ENGIE and its partners have won a contract to modernize, maintain and operate a district energy system in the Canadian capital area after the federal government announced funding scheme to support
Innovate Energy, comprising ENGIE, PCL Construction and Black &McDonald, won a 35-year contract to operate the district energy system that heats 80 buildings and cools 67 buildings in Canada’s Capital Region.
The project is part of the Canadian government’s Energy Services Acquisition Programme which aims to reduce energy use and carbon emissions by 40% by 2030. The buildings served by the system include the parliament.
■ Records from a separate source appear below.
//! Job records, the enqueuer and the worker loop.
//!
//! This module provides a dispatcher-free job queue with:
//! - Type-safe job definitions via the [`Job`] trait
//! - Batched enqueueing with the [`Enqueuer`]
//! - Uncoordinated workers ([`Claimer`]) that partition load by random key
//!   probing over the available-jobs index
//! - At-least-once execution with conflict-checked completion writes
//!
//! # Example
//!
//! ```rust
//! use docqueue::jobs::{Claimer, Enqueuer, Extensions};
//! use docqueue::jobs::examples::{SleepJob, SLEEP_RUN};
//! use docqueue::store::MemoryStore;
//! use rand::rngs::StdRng;
//! use rand::SeedableRng;
//! use std::sync::Arc;
//!
//! # async fn example() -> docqueue::jobs::JobResult<()> {
//! let store = Arc::new(MemoryStore::new());
//! let jobs = vec![SleepJob { sleep_duration: 0.01 }];
//! Enqueuer::new(store.clone())
//!     .populate(SLEEP_RUN, jobs, &Extensions::new().with("owner", "docs"))
//!     .await?;
//!
//! let mut worker = Claimer::<SleepJob, _>::new(store, SLEEP_RUN, StdRng::from_entropy());
//! let report = worker.serve().await?;
//! assert_eq!(report.committed, 1);
//! # Ok(())
//! # }
//! ```

pub mod claim;
pub mod codec;
mod context;
pub mod enqueue;
mod error;
pub mod examples;
mod job;
mod observability;
mod record;
pub mod testing;

pub use claim::{Claimer, ClaimerConfig, ServeReport};
pub use codec::{decode_payload, encode_payload, CodecError};
pub use context::{local_hostname, JobContext, WorkerIdentity};
pub use enqueue::{EnqueueReport, Enqueuer, DEFAULT_BATCH_SIZE};
pub use error::{JobError, JobResult};
pub use job::{Job, JobId};
pub use observability::ClaimLog;
pub use record::{
    job_queue_index, ExtensionValue, Extensions, JobRecord, JobState, INDEX_DESIGN, INDEX_NAME,
    JOB_KIND, RESERVED_FIELDS,
};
From 2019 to 2025, Innovate Energy partners will design, build and convert the existing high temperature steam system to a more energy-efficient low-temperature hot water system, replace steam chillers with electric models in facilities in Ottawa and Gatineau, while continuing to provide heating and cooling by operating the existing facilities. The conversion will facilitate the eventual adoption of more sustainable types of fuels. Once the construction and validation periods are completed, ENGIE will operate and maintain the new system through to 2055.
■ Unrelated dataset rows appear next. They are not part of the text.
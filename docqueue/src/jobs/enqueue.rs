//! Bulk loading of job records.

use super::codec::encode_payload;
use super::record::job_queue_index;
use super::{Extensions, Job, JobError, JobRecord, JobResult};
use crate::retry::{force_put, RetryPolicy};
use crate::store::{Document, DocumentStore, IndexDefinition, KeyRange, WriteOutcome};
use std::sync::Arc;
use tracing::{debug, info, warn};

/// Records per bulk write unless configured otherwise.
pub const DEFAULT_BATCH_SIZE: usize = 1000;

/// Summary of a [`Enqueuer::populate`] call.
#[derive(Debug, Clone, Copy, Default, PartialEq, Eq)]
pub struct EnqueueReport {
    /// Records written.
    pub records: usize,
    /// Bulk writes issued.
    pub batches: usize,
}

/// Writes job records into the collection in fixed-size batches.
///
/// A failed batch aborts the call, but batches flushed before it stay
/// written. Callers must be prepared for a partially populated run.
pub struct Enqueuer {
    store: Arc<dyn DocumentStore>,
    index: IndexDefinition,
    batch_size: usize,
    retry: RetryPolicy,
}

impl Enqueuer {
    /// Enqueuer with the default batch size.
    #[must_use]
    pub fn new(store: Arc<dyn DocumentStore>) -> Self {
        Self {
            store,
            index: job_queue_index(),
            batch_size: DEFAULT_BATCH_SIZE,
            retry: RetryPolicy::default(),
        }
    }

    /// Override the batch size. Zero is treated as one.
    #[must_use]
    pub fn with_batch_size(mut self, batch_size: usize) -> Self {
        self.batch_size = batch_size.max(1);
        self
    }

    /// Override the retry policy used when writing the index definition.
    #[must_use]
    pub const fn with_retry_policy(mut self, retry: RetryPolicy) -> Self {
        self.retry = retry;
        self
    }

    /// Make sure the index definition document is stored.
    ///
    /// # Errors
    ///
    /// Returns an error if the definition cannot be written.
    pub async fn ensure_index(&self) -> JobResult<()> {
        force_put(self.store.as_ref(), self.index.to_document(), self.retry).await?;
        debug!(design = %self.index.design_id(), index = %self.index.name, "index definition stored");
        Ok(())
    }

    /// Enqueue every job of `jobs` under `run`, merging `extensions` into each
    /// record.
    ///
    /// `jobs` is consumed lazily; at most one batch of records is held in
    /// memory.
    ///
    /// # Errors
    ///
    /// - [`JobError::InvalidExtension`] before anything is written.
    /// - [`JobError::Encode`] if a job cannot be serialized.
    /// - [`JobError::BulkWrite`] for the first rejected record of a batch.
    pub async fn populate<J, I>(
        &self,
        run: &str,
        jobs: I,
        extensions: &Extensions,
    ) -> JobResult<EnqueueReport>
    where
        J: Job,
        I: IntoIterator<Item = J>,
        I::IntoIter: Send,
    {
        extensions.validate()?;
        self.ensure_index().await?;

        let mut report = EnqueueReport::default();
        let mut batch = Vec::with_capacity(self.batch_size);
        for job in jobs {
            let payload = encode_payload(&job).map_err(|e| JobError::Encode(e.to_string()))?;
            let record = JobRecord::new(run, payload, extensions);
            batch.push(record.to_document()?);

            if batch.len() >= self.batch_size {
                self.flush(run, std::mem::take(&mut batch), &mut report).await?;
            }
        }
        if !batch.is_empty() {
            self.flush(run, batch, &mut report).await?;
        }

        info!(run, records = report.records, batches = report.batches, "queue populated");
        Ok(report)
    }

    async fn flush(
        &self,
        run: &str,
        batch: Vec<Document>,
        report: &mut EnqueueReport,
    ) -> JobResult<()> {
        let submitted = batch.len();
        let outcomes = self.store.bulk_write(batch).await?;

        if let Some(failed) = outcomes.iter().find(|outcome| !outcome.is_ok()) {
            let reason = match failed {
                WriteOutcome::Failed { reason, .. } => reason.clone(),
                _ => failed.to_string(),
            };
            warn!(run, job_id = failed.id(), %reason, "batch write rejected a record");
            return Err(JobError::BulkWrite {
                id: failed.id().to_string(),
                reason,
            });
        }
        if outcomes.len() != submitted {
            return Err(JobError::BulkWrite {
                id: String::new(),
                reason: format!("store acknowledged {} of {submitted} records", outcomes.len()),
            });
        }

        report.records += submitted;
        report.batches += 1;
        debug!(run, submitted, batches = report.batches, "batch flushed");

        // Touch the index so the store starts refreshing it.
        if let Err(e) = self
            .store
            .query_index(&self.index, &KeyRange::whole_run(run), 1)
            .await
        {
            warn!(run, error = %e, "index refresh request failed");
        }
        Ok(())
    }
}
To date, ENGIE operates more than 320 district heating and cooling networks in 20 countries including the UK, France, Italy, Spain, the Netherlands, the U.S., Portugal, Malaysia, the Philippines and in the member countries of the Gulf Cooperation Council.
In Canada, ENGIE has been offering a range of clean energy and services since 1992 and operates more than 800 MW of electricity generation facilities.
Climate Action Incentive Fund
Additionally, the Canadian government has launched a new incentive program, the Climate Action Incentive Fund (CAIF), to help fight climate change, according to the federal minister of environment and climate change, Catherine McKenna.
The fund is a part of the Pan-Canadian Framework on Clean Growth and Climate Change and is planning on delivering up to C$218M in its first year (2019-2020). The funding will be sourced from the proceeds of the federal carbon pollution pricing system.
The program is initially available in Saskatchewan, Manitoba, Ontario, and New Brunswick, who have not committed to their own carbon pollution pricing systems. Through next year, the fund will offer up to C$150 million, with C$102 million to be allocated to Ontario, C$30 million to Saskatchewan, C$13 million to Manitoba, and C$5 million to New Brunswick.
“In communities across Canada, small- and medium-sized businesses are proving that taking action on climate change is good for business,” said Catherine McKenna, Canada’s Federal Minister of Environment and Climate Change. “To build on their leadership and ensure more small- and medium-sized businesses have the means to take action, we are helping business owners invest in new equipment and retrofits to be more energy efficient, cut pollution and save money.”
The CAIF has three funding streams to support projects and measures undertaken by small- and medium-sized enterprises (SMEs), municipalities, universities, schools, hospitals, and not-for-profit organizations.
Businesses that plan to build renewable energy projects are eligible to receive up to 25% of project-related costs, with funding ranging from C$20,000 to C$250,000. The list of eligible projects includes clean transport initiatives, as well as the production of renewable energy, such as solar.